__Exercise__
From the listing below, select every line where the word "HashMap" appears.

__Data section__
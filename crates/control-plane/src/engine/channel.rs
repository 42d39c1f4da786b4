//! Per-run event channel.
//!
//! Publication never blocks: live delivery goes through a bounded
//! broadcast buffer that overwrites its oldest entry when a subscriber
//! falls behind, and a bounded history lets late subscribers replay what
//! they missed. Subscribing snapshots the history and joins the live
//! stream under the same lock publishers take, so backlog and live tail
//! meet with no gap and no duplicate.

use std::collections::VecDeque;
use std::sync::{Arc, Mutex, MutexGuard};
use std::time::Duration;

use chrono::Utc;
use futures::Stream;
use tokio::sync::broadcast::{self, error::RecvError};

use super::events::{EventEnvelope, RunEvent, StreamItem};

/// Sizing of a run's channel.
#[derive(Debug, Clone, Copy)]
pub struct ChannelOptions {
    /// Live events buffered per subscriber.
    pub buffer: usize,
    /// Events retained for late subscribers.
    pub history: usize,
    /// Idle window before a keepalive.
    pub keepalive: Duration,
}

impl Default for ChannelOptions {
    fn default() -> Self {
        Self {
            buffer: 256,
            history: 512,
            keepalive: Duration::from_secs(30),
        }
    }
}

struct ChannelState {
    next_seq: u64,
    history: VecDeque<Arc<EventEnvelope>>,
    finished: bool,
}

/// Ordered, multi-subscriber event channel for one run.
pub struct EventChannel {
    run_id: String,
    sender: broadcast::Sender<Arc<EventEnvelope>>,
    state: Mutex<ChannelState>,
    history_limit: usize,
    keepalive: Duration,
}

impl EventChannel {
    pub fn new(run_id: impl Into<String>, options: ChannelOptions) -> Self {
        let (sender, _) = broadcast::channel(options.buffer.max(1));
        Self {
            run_id: run_id.into(),
            sender,
            state: Mutex::new(ChannelState {
                next_seq: 1,
                history: VecDeque::new(),
                finished: false,
            }),
            // The terminal event must stay replayable.
            history_limit: options.history.max(1),
            keepalive: options.keepalive,
        }
    }

    fn lock(&self) -> MutexGuard<'_, ChannelState> {
        // State stays consistent across a panicking holder: every update is a single push.
        self.state.lock().unwrap_or_else(|poisoned| poisoned.into_inner())
    }

    /// Publish an event and return its sequence number.
    ///
    /// Events after `finished` are dropped and return `None`.
    pub fn publish(&self, event: RunEvent) -> Option<u64> {
        let mut state = self.lock();
        if state.finished {
            tracing::warn!(
                run_id = %self.run_id,
                event = event.kind(),
                "Dropping event published after finished"
            );
            return None;
        }

        let seq = state.next_seq;
        state.next_seq += 1;
        state.finished = event.is_finished();

        let envelope = Arc::new(EventEnvelope {
            seq,
            timestamp: Utc::now(),
            event,
        });

        state.history.push_back(envelope.clone());
        while state.history.len() > self.history_limit {
            state.history.pop_front();
        }

        // No receivers is fine; history still holds the event.
        let _ = self.sender.send(envelope);
        Some(seq)
    }

    pub fn is_finished(&self) -> bool {
        self.lock().finished
    }

    /// Number of live subscribers.
    pub fn subscriber_count(&self) -> usize {
        self.sender.receiver_count()
    }

    /// Subscribe to the run's events.
    ///
    /// Yields the retained backlog then live events in publish order, a
    /// keepalive after each idle window, and ends after `finished`.
    pub fn subscribe(&self) -> impl Stream<Item = StreamItem> + Send + 'static {
        let (backlog, mut receiver, finished) = {
            let state = self.lock();
            let backlog: Vec<_> = state.history.iter().cloned().collect();
            (backlog, self.sender.subscribe(), state.finished)
        };
        let keepalive = self.keepalive;
        let run_id = self.run_id.clone();

        async_stream::stream! {
            let mut last_seq = 0;
            for envelope in backlog {
                last_seq = envelope.seq;
                let done = envelope.event.is_finished();
                yield StreamItem::Event(envelope);
                if done {
                    return;
                }
            }
            if finished {
                return;
            }

            loop {
                match tokio::time::timeout(keepalive, receiver.recv()).await {
                    Ok(Ok(envelope)) => {
                        if envelope.seq <= last_seq {
                            continue;
                        }
                        last_seq = envelope.seq;
                        let done = envelope.event.is_finished();
                        yield StreamItem::Event(envelope);
                        if done {
                            break;
                        }
                    }
                    Ok(Err(RecvError::Lagged(skipped))) => {
                        tracing::warn!(run_id = %run_id, skipped, "Subscriber lagged, events dropped");
                    }
                    Ok(Err(RecvError::Closed)) => break,
                    Err(_) => {
                        yield StreamItem::Keepalive { timestamp: Utc::now() };
                    }
                }
            }
        }
    }
}

impl std::fmt::Debug for EventChannel {
    fn fmt(&self, f: &mut std::fmt::Formatter<'_>) -> std::fmt::Result {
        f.debug_struct("EventChannel")
            .field("run_id", &self.run_id)
            .field("subscribers", &self.subscriber_count())
            .finish_non_exhaustive()
    }
}
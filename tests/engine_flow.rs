use std::collections::HashMap;
use std::sync::{Arc, Mutex};
use std::thread;

use chrono::{DateTime, NaiveDate, TimeDelta, TimeZone, Utc};
use chrono_tz::Europe::Berlin;
use ical_agenda::calendar::{Engine, Error, ErrorKind, Feed, Fetch, Settings, WindowConfig};
use url::Url;

/// Serves canned documents keyed by feed name.
#[derive(Default)]
struct FakeFetcher {
    documents: Mutex<HashMap<String, Result<String, Error>>>,
}

impl FakeFetcher {
    fn serve(&self, name: &str, response: Result<String, Error>) {
        self.documents.lock().unwrap().insert(name.to_owned(), response);
    }
}

impl Fetch for FakeFetcher {
    fn fetch(&self, feed: &Feed) -> Result<String, Error> {
        self.documents
            .lock()
            .unwrap()
            .get(&feed.name)
            .cloned()
            .unwrap_or_else(|| Err(Error::parsing("no document")))
    }
}

fn calendar(events: &[&str]) -> String {
    format!(
        "BEGIN:VCALENDAR\r\nVERSION:2.0\r\nPRODID:-//Test//EN\r\n{}END:VCALENDAR\r\n",
        events.concat()
    )
}

fn feed(name: &str) -> Feed {
    Feed::new(name, Url::parse(&format!("https://example.org/{name}.ics")).unwrap())
}

fn settings(num_days: u32) -> Settings {
    Settings {
        window: WindowConfig {
            start_offset_days: 0,
            num_days,
        },
        dedupe: true,
        timezone: Berlin,
    }
}

fn berlin(y: i32, mo: u32, d: u32, h: u32, mi: u32) -> DateTime<Utc> {
    Berlin.with_ymd_and_hms(y, mo, d, h, mi, 0).unwrap().with_timezone(&Utc)
}

const TEAM_SYNC: &str = "BEGIN:VEVENT\r\n\
UID:sync@example.org\r\n\
SUMMARY:Team Sync\r\n\
DTSTART;TZID=Europe/Berlin:20240514T100000\r\n\
DTEND;TZID=Europe/Berlin:20240514T103000\r\n\
END:VEVENT\r\n";

const VTODO: &str = "BEGIN:VTODO\r\n\
UID:todo@example.org\r\n\
SUMMARY:Not an event\r\n\
END:VTODO\r\n";

#[test]
fn shared_calendar_subscribed_twice_shows_once() {
    let fetcher = Arc::new(FakeFetcher::default());
    fetcher.serve("A", Ok(calendar(&[TEAM_SYNC, VTODO])));
    fetcher.serve("B", Ok(calendar(&[TEAM_SYNC])));

    let engine = Engine::new(Arc::clone(&fetcher), settings(2));
    let now = berlin(2024, 5, 14, 8, 0);

    assert_eq!(engine.refresh_at(&feed("A"), now).unwrap(), 1);
    assert_eq!(engine.refresh_at(&feed("B"), now).unwrap(), 1);

    let groups = engine.snapshot_at(now);
    let today = groups.get(NaiveDate::from_ymd_opt(2024, 5, 14).unwrap()).unwrap();

    assert_eq!(today.len(), 1);
    assert_eq!(today[0].title, "Team Sync");
    assert_eq!(today[0].start_millis, berlin(2024, 5, 14, 10, 0).timestamp_millis());
    assert_eq!(today[0].end_millis, berlin(2024, 5, 14, 10, 30).timestamp_millis());
    assert!(!today[0].is_full_day);
}

#[test]
fn failing_source_keeps_its_last_good_list_and_others_continue() {
    let fetcher = Arc::new(FakeFetcher::default());
    fetcher.serve("A", Ok(calendar(&[TEAM_SYNC])));
    fetcher.serve("B", Ok(calendar(&[])));

    let engine = Engine::new(Arc::clone(&fetcher), settings(2));
    let now = berlin(2024, 5, 14, 8, 0);
    engine.refresh_at(&feed("A"), now).unwrap();
    engine.refresh_at(&feed("B"), now).unwrap();

    fetcher.serve(
        "A",
        Err(Error {
            kind: ErrorKind::Http,
            message: "HTTP 500".to_owned(),
        }),
    );
    fetcher.serve("B", Ok("not a calendar".to_owned()));

    assert!(engine.refresh_at(&feed("A"), now).is_err());
    let error = engine.refresh_at(&feed("B"), now).unwrap_err();
    assert_eq!(error.kind, ErrorKind::Parsing);

    assert_eq!(engine.snapshot_at(now).occurrence_count(), 1);

    let errors = engine.errors();
    assert_eq!(errors.len(), 2);
    assert_eq!(errors[0].source_name, "A");
    assert_eq!(errors[0].message, "transport error: HTTP 500");
    assert_eq!(errors[1].source_name, "B");
}

#[test]
fn weekly_rule_with_exception_and_all_day_entries() {
    let weekly = "BEGIN:VEVENT\r\n\
UID:weekly@example.org\r\n\
SUMMARY:Planning\r\n\
DTSTART;TZID=Europe/Berlin:20240506T090000\r\n\
DTEND;TZID=Europe/Berlin:20240506T100000\r\n\
RRULE:FREQ=WEEKLY;BYDAY=MO,WE\r\n\
EXDATE;TZID=Europe/Berlin:20240515T090000\r\n\
END:VEVENT\r\n";
    let holiday = "BEGIN:VEVENT\r\n\
UID:holiday@example.org\r\n\
SUMMARY:Holiday\r\n\
DTSTART;VALUE=DATE:20240516\r\n\
DTEND;VALUE=DATE:20240517\r\n\
END:VEVENT\r\n";

    let fetcher = Arc::new(FakeFetcher::default());
    fetcher.serve("Work", Ok(calendar(&[weekly, holiday])));

    let engine = Engine::new(Arc::clone(&fetcher), settings(10));
    let now = berlin(2024, 5, 13, 7, 0);
    engine.refresh_at(&feed("Work"), now).unwrap();

    let groups = engine.snapshot_at(now);
    let planning = groups
        .iter()
        .flat_map(|(_, list)| list.iter())
        .filter(|o| o.title == "Planning")
        .collect::<Vec<_>>();

    let starts = planning.iter().map(|o| o.start_millis).collect::<Vec<_>>();
    assert_eq!(
        starts,
        vec![
            berlin(2024, 5, 13, 9, 0).timestamp_millis(),
            berlin(2024, 5, 20, 9, 0).timestamp_millis(),
            berlin(2024, 5, 22, 9, 0).timestamp_millis(),
        ]
    );
    assert!(planning
        .iter()
        .all(|o| o.end_millis - o.start_millis == TimeDelta::hours(1).num_milliseconds()));

    let thursday = groups.get(NaiveDate::from_ymd_opt(2024, 5, 16).unwrap()).unwrap();
    assert_eq!(thursday.len(), 1);
    assert_eq!(thursday[0].title, "Holiday");
    assert!(thursday[0].is_full_day);
}

#[test]
fn concurrent_refreshes_do_not_interfere() {
    let fetcher = Arc::new(FakeFetcher::default());
    for name in ["A", "B", "C", "D"] {
        fetcher.serve(name, Ok(calendar(&[TEAM_SYNC])));
    }

    let engine = Arc::new(Engine::new(Arc::clone(&fetcher), settings(1)));
    let now = berlin(2024, 5, 14, 8, 0);

    let handles = ["A", "B", "C", "D"]
        .into_iter()
        .map(|name| {
            let engine = Arc::clone(&engine);
            thread::spawn(move || engine.refresh_at(&feed(name), now))
        })
        .collect::<Vec<_>>();

    for handle in handles {
        assert_eq!(handle.join().unwrap().unwrap(), 1);
    }

    assert_eq!(engine.registry().len_sources(), 4);
    assert_eq!(engine.registry().get_all().len(), 4);
    assert_eq!(engine.snapshot_at(now).occurrence_count(), 1);
}

#[test]
fn bounded_all_day_series_stops_at_its_until_date() {
    let gym = "BEGIN:VEVENT\r\n\
UID:gym@example.org\r\n\
SUMMARY:Gym\r\n\
DTSTART;VALUE=DATE:20240101\r\n\
DTEND;VALUE=DATE:20240102\r\n\
RRULE:FREQ=WEEKLY;UNTIL=20240222\r\n\
END:VEVENT\r\n";

    let fetcher = Arc::new(FakeFetcher::default());
    fetcher.serve("Home", Ok(calendar(&[gym])));

    let engine = Engine::new(Arc::clone(&fetcher), settings(10));
    let now = berlin(2024, 2, 19, 7, 0);
    engine.refresh_at(&feed("Home"), now).unwrap();

    let groups = engine.snapshot_at(now);

    assert_eq!(groups.keys().collect::<Vec<_>>(), vec!["2024-02-19"]);
    let monday = groups.get(NaiveDate::from_ymd_opt(2024, 2, 19).unwrap()).unwrap();
    assert_eq!(monday[0].title, "Gym");
    assert!(monday[0].is_full_day);
    assert!(engine.errors().is_empty());
}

__Expected output__
use std::collections::HashMap;
    documents: Mutex<HashMap<String, Result<String, Error>>>,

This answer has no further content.